### WHAT THIS TASK INVOLVES
Retype every record that follows, character for character.

++++++++++

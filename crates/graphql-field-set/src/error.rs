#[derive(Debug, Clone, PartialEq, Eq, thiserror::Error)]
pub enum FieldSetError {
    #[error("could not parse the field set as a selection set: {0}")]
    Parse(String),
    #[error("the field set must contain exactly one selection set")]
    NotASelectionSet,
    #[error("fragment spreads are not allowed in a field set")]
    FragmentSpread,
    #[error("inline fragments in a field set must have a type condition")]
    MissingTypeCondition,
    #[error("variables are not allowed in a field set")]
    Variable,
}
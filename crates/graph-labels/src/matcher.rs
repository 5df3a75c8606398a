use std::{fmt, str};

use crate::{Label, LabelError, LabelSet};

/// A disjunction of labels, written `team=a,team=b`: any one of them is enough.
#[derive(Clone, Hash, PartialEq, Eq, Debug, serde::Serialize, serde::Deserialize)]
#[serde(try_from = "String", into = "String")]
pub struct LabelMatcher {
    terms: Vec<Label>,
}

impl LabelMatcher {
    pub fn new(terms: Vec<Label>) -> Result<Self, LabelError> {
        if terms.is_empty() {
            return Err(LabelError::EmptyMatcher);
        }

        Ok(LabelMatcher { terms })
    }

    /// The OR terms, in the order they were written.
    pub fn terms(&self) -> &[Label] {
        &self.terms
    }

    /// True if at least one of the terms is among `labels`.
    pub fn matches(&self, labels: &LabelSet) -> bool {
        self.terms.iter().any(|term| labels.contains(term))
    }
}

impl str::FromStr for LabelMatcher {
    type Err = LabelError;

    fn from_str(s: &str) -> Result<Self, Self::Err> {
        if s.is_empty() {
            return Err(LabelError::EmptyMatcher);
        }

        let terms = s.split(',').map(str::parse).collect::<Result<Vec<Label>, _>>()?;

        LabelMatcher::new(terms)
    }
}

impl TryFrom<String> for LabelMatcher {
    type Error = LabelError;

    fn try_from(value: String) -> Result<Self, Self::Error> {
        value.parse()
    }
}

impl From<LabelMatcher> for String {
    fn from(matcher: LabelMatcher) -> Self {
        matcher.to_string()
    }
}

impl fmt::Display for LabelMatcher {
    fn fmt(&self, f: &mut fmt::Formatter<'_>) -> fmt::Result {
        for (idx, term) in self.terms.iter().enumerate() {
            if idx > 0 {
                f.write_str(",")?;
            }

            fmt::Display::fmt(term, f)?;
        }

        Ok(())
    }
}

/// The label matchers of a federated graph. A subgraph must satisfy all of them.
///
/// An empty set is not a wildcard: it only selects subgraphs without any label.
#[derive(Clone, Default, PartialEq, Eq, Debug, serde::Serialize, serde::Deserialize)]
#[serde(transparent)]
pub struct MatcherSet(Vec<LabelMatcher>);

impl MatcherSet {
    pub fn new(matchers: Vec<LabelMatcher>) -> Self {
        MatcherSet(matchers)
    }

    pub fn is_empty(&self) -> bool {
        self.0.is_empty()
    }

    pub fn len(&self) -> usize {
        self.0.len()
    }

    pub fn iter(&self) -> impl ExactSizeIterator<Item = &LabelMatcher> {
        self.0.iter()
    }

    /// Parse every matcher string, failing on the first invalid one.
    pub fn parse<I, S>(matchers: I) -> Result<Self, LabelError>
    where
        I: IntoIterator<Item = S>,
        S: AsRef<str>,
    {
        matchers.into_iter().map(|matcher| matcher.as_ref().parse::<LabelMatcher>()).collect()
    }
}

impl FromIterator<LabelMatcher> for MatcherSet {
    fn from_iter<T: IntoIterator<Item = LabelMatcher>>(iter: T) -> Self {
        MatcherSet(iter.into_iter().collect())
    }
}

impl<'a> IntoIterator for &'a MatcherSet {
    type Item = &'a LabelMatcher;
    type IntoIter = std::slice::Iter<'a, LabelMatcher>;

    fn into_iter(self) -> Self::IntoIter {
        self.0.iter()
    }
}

++++++++++

### EXERCISE RESPONSE
filename crates/graphql-field-set/src/error.rs
#[derive(Debug, Clone, PartialEq, Eq, thiserror::Error)]
pub enum FieldSetError {
    #[error("could not parse the field set as a selection set: {0}")]
    Parse(String),
    #[error("the field set must contain exactly one selection set")]
    NotASelectionSet,
    #[error("fragment spreads are not allowed in a field set")]
    FragmentSpread,
    #[error("inline fragments in a field set must have a type condition")]
    MissingTypeCondition,
    #[error("variables are not allowed in a field set")]
    Variable,
}
filename crates/graph-labels/src/matcher.rs
repository 5df3a75c8606398a
use std::{fmt, str};

use crate::{Label, LabelError, LabelSet};

/// A disjunction of labels, written `team=a,team=b`: any one of them is enough.
#[derive(Clone, Hash, PartialEq, Eq, Debug, serde::Serialize, serde::Deserialize)]
#[serde(try_from = "String", into = "String")]
pub struct LabelMatcher {
    terms: Vec<Label>,
}

impl LabelMatcher {
    pub fn new(terms: Vec<Label>) -> Result<Self, LabelError> {
        if terms.is_empty() {
            return Err(LabelError::EmptyMatcher);
        }

        Ok(LabelMatcher { terms })
    }

    /// The OR terms, in the order they were written.
    pub fn terms(&self) -> &[Label] {
        &self.terms
    }

    /// True if at least one of the terms is among `labels`.
    pub fn matches(&self, labels: &LabelSet) -> bool {
        self.terms.iter().any(|term| labels.contains(term))
    }
}

impl str::FromStr for LabelMatcher {
    type Err = LabelError;

    fn from_str(s: &str) -> Result<Self, Self::Err> {
        if s.is_empty() {
            return Err(LabelError::EmptyMatcher);
        }

        let terms = s.split(',').map(str::parse).collect::<Result<Vec<Label>, _>>()?;

        LabelMatcher::new(terms)
    }
}

impl TryFrom<String> for LabelMatcher {
    type Error = LabelError;

    fn try_from(value: String) -> Result<Self, Self::Error> {
        value.parse()
    }
}

impl From<LabelMatcher> for String {
    fn from(matcher: LabelMatcher) -> Self {
        matcher.to_string()
    }
}

impl fmt::Display for LabelMatcher {
    fn fmt(&self, f: &mut fmt::Formatter<'_>) -> fmt::Result {
        for (idx, term) in self.terms.iter().enumerate() {
            if idx > 0 {
                f.write_str(",")?;
            }

            fmt::Display::fmt(term, f)?;
        }

        Ok(())
    }
}

/// The label matchers of a federated graph. A subgraph must satisfy all of them.
///
/// An empty set is not a wildcard: it only selects subgraphs without any label.
#[derive(Clone, Default, PartialEq, Eq, Debug, serde::Serialize, serde::Deserialize)]
#[serde(transparent)]
pub struct MatcherSet(Vec<LabelMatcher>);

impl MatcherSet {
    pub fn new(matchers: Vec<LabelMatcher>) -> Self {
        MatcherSet(matchers)
    }

    pub fn is_empty(&self) -> bool {
        self.0.is_empty()
    }

    pub fn len(&self) -> usize {
        self.0.len()
    }

    pub fn iter(&self) -> impl ExactSizeIterator<Item = &LabelMatcher> {
        self.0.iter()
    }

    /// Parse every matcher string, failing on the first invalid one.
    pub fn parse<I, S>(matchers: I) -> Result<Self, LabelError>
    where
        I: IntoIterator<Item = S>,
        S: AsRef<str>,
    {
        matchers.into_iter().map(|matcher| matcher.as_ref().parse::<LabelMatcher>()).collect()
    }
}

impl FromIterator<LabelMatcher> for MatcherSet {
    fn from_iter<T: IntoIterator<Item = LabelMatcher>>(iter: T) -> Self {
        MatcherSet(iter.into_iter().collect())
    }
}

impl<'a> IntoIterator for &'a MatcherSet {
    type Item = &'a LabelMatcher;
    type IntoIter = std::slice::Iter<'a, LabelMatcher>;

    fn into_iter(self) -> Self::IntoIter {
        self.0.iter()
    }
}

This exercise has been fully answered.